Published 26 May 2022
  • Sustainability

The beginning of the cooler weather doesn’t mean saying goodbye to your veggie patch! Autumn is the perfect time to sow those vegetable and herb seeds that thrive in cooler conditions.

Choosing the right vegetables for the season is crucial to having a healthy, sustainable garden, with plenty of produce all year round. Read our tips on the best options to plant out your garden with this winter.

Vegetables and herbs that will grow successfully during winter include:

  • Garlic
  • Spring Onions
  • Carrots
  • Beetroot
  • Cauliflower
  • Broccoli
  • Spinach
  • Potatoes
  • Kale
  • Leek
  • Onion
  • Brussel Sprouts

Leafy greens such as spinach, silverbeet and mustard greens are also great options for planting during the winter.

When is the best time to plant out my winter garden?

It is recommended to get planting underway once the Autumn weather turns crisp but not chilly. This is generally between March and April.

What kind of soil do winter veggies like?
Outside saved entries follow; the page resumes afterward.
//! HTTP API subsystem.
//!
//! # Data Flow
//! ```text
//! TCP connection
//!     → server.rs (Axum setup, middleware stack)
//!     → handlers.rs (decode payload, invoke registry operation)
//!     → types.rs (shape domain result into wire response)
//!     → error.rs (map RegistryError to status + JSON body on failure)
//!     → Send to client
//! ```

pub mod error;
pub mod handlers;
pub mod server;
pub mod types;

pub use server::{AppState, HttpServer};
Winter veggies require rich and nourishing soil to keep them thriving through the cooler months. If your soil needs replenishing and you don’t want to replace the whole lot, simply add animal manures (whether it be from horses, chickens, rabbits, sheep) along with plenty of compost and rake it through lightly. This will eventually break down and supply the soil (and therefore the food) with rich nutrients that are beneficial for both you and the veggies.

What about herbs?

Many hardy herbs thrive throughout the cooler months, but there are some herbs that stand out when it comes to winter growth.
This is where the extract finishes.